--- START ---
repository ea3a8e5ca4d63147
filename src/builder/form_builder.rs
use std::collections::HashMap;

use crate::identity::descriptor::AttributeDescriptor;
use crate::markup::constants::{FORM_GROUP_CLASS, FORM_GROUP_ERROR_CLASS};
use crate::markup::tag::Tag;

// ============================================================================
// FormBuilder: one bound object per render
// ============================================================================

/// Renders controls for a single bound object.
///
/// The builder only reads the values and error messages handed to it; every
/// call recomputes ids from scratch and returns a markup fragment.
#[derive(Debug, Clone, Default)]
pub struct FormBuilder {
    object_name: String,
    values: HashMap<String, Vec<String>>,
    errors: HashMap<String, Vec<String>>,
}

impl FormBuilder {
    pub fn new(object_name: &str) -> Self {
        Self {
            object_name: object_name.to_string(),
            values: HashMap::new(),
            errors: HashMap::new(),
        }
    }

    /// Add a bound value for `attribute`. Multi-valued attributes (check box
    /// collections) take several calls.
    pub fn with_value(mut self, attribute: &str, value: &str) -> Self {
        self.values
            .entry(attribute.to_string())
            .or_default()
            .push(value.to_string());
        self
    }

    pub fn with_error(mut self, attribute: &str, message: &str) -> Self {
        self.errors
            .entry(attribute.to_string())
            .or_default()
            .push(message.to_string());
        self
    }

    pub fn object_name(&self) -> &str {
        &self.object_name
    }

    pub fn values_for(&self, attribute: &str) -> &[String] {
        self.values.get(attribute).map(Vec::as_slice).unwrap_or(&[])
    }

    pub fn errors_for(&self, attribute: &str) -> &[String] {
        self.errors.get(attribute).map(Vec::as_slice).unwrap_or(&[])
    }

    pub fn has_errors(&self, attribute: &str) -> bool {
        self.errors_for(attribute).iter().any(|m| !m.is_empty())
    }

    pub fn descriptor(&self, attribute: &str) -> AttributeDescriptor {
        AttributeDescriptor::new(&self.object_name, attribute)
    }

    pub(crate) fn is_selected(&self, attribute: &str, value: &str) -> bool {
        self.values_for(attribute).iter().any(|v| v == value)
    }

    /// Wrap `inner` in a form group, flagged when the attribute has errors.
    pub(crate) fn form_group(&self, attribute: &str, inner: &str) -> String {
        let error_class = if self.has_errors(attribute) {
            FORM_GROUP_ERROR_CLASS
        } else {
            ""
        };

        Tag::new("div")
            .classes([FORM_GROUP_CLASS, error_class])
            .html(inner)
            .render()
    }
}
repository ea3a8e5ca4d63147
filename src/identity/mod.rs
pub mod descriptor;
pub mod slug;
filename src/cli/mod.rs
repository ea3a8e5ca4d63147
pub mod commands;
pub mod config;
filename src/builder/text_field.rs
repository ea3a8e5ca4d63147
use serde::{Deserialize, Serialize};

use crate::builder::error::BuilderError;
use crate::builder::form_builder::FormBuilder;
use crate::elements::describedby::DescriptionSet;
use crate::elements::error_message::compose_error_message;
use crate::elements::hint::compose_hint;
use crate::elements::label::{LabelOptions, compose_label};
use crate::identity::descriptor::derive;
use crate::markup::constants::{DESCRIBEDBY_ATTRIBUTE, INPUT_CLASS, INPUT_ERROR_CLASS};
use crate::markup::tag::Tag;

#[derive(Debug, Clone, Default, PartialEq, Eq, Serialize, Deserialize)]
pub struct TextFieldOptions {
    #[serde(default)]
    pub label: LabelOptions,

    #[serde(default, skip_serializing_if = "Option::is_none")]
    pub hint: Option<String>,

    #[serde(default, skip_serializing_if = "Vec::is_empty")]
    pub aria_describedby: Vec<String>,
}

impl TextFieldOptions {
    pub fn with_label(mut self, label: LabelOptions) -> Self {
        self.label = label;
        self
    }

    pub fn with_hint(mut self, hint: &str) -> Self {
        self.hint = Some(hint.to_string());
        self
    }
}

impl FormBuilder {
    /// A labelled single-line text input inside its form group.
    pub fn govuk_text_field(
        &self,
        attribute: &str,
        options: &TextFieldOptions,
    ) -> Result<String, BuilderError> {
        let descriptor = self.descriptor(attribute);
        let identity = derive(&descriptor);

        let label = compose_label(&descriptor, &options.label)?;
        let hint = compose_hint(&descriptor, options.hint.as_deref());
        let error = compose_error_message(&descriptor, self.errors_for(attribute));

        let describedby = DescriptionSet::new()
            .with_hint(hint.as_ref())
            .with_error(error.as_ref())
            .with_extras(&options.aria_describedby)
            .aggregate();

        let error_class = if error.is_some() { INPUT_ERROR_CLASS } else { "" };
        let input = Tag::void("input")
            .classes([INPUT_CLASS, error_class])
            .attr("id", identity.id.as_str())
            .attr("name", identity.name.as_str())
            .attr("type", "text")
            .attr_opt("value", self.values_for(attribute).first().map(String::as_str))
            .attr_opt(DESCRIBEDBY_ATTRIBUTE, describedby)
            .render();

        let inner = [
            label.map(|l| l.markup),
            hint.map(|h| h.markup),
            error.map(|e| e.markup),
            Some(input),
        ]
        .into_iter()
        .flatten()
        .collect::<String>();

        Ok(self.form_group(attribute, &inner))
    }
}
--- END ---
What is required >> In the listing above, find the line with "pub fn object_name(&self)" and the line with "pub fn errors_for(&self, attribute: &str)". Output those two lines and every line between them, exactly as written.

Output for this exercise >>
    pub fn object_name(&self) -> &str {
        &self.object_name
    }

    pub fn values_for(&self, attribute: &str) -> &[String] {
        self.values.get(attribute).map(Vec::as_slice).unwrap_or(&[])
    }

    pub fn errors_for(&self, attribute: &str) -> &[String] {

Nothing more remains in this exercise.